■ **Task to complete**:
In the following listing, find the lines containing "RaceTable" and report them.

──────── Entries provided ────────

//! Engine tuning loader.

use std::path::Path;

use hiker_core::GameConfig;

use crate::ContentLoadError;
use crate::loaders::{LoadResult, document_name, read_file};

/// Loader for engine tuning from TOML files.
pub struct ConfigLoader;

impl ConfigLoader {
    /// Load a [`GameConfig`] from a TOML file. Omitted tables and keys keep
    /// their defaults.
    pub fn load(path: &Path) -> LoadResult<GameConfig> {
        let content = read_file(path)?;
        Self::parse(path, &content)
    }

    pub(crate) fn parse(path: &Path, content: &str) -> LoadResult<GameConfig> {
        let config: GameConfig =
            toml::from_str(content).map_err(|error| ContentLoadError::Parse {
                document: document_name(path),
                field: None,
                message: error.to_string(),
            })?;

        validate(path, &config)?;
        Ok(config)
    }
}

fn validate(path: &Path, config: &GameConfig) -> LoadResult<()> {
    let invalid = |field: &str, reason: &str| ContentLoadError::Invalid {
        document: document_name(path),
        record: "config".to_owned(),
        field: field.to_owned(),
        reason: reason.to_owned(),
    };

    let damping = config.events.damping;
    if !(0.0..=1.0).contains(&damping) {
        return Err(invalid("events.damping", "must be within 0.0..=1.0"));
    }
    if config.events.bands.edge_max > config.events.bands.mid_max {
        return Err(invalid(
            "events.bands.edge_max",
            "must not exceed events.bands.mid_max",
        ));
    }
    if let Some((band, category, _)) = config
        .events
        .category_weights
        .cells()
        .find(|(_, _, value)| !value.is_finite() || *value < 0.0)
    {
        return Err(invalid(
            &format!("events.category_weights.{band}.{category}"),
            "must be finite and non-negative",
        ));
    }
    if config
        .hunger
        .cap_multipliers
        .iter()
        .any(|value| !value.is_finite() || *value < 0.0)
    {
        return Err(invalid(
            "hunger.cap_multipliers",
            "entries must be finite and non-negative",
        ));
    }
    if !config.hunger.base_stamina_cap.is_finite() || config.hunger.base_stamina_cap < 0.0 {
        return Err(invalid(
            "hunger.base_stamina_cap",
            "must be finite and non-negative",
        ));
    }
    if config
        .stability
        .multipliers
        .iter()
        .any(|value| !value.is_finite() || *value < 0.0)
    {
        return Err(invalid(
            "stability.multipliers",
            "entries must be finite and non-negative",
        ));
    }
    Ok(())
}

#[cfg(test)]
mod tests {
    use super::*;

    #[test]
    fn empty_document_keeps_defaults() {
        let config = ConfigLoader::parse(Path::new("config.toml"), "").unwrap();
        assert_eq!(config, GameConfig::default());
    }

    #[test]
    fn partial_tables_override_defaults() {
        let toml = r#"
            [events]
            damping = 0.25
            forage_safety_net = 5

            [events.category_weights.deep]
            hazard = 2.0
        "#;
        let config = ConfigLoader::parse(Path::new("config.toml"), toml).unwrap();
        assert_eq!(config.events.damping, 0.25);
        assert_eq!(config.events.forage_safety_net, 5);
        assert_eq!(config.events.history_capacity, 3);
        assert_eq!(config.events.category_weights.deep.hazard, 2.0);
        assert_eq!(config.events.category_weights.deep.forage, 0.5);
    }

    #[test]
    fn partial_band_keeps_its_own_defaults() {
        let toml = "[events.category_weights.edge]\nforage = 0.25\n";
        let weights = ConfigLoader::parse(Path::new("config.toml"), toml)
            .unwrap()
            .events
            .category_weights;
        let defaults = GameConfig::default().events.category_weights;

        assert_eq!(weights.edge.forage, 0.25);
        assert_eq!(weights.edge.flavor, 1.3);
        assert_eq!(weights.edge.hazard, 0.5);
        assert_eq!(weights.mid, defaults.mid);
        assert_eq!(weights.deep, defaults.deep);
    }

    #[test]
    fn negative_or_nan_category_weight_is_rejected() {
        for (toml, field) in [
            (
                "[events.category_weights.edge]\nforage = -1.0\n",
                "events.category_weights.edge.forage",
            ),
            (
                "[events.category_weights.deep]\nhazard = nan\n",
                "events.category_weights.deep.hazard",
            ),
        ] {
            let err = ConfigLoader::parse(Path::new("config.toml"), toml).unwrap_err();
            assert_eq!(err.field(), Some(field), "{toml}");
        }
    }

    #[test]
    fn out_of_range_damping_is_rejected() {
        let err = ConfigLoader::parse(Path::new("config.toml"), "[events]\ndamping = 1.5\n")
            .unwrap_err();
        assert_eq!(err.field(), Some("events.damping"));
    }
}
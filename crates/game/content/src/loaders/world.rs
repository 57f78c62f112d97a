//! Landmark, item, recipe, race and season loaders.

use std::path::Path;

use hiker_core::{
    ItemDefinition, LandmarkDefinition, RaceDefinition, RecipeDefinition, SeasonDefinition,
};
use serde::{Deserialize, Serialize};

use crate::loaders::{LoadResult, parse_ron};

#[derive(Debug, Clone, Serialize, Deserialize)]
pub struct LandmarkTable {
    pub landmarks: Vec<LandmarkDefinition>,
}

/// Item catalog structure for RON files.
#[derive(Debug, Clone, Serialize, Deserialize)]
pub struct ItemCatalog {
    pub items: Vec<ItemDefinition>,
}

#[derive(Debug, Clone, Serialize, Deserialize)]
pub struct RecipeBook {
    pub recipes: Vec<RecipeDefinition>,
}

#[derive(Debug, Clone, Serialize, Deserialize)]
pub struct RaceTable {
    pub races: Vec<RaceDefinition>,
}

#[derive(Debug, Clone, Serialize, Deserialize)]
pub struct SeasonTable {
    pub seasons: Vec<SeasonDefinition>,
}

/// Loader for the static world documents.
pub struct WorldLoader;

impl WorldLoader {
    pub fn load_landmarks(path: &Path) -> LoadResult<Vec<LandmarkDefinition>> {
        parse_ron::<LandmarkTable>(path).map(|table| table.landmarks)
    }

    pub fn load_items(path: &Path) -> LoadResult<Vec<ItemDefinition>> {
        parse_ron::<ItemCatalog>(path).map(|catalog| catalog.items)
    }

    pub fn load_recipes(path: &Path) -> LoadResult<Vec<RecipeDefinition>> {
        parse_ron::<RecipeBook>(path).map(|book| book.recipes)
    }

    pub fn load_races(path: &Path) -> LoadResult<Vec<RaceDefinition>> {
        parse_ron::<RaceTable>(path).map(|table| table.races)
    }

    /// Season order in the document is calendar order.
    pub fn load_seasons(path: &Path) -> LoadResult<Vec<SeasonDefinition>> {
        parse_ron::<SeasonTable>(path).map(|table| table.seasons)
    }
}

────────

■ **Output**:
pub struct RaceTable {
        parse_ron::<RaceTable>(path).map(|table| table.races)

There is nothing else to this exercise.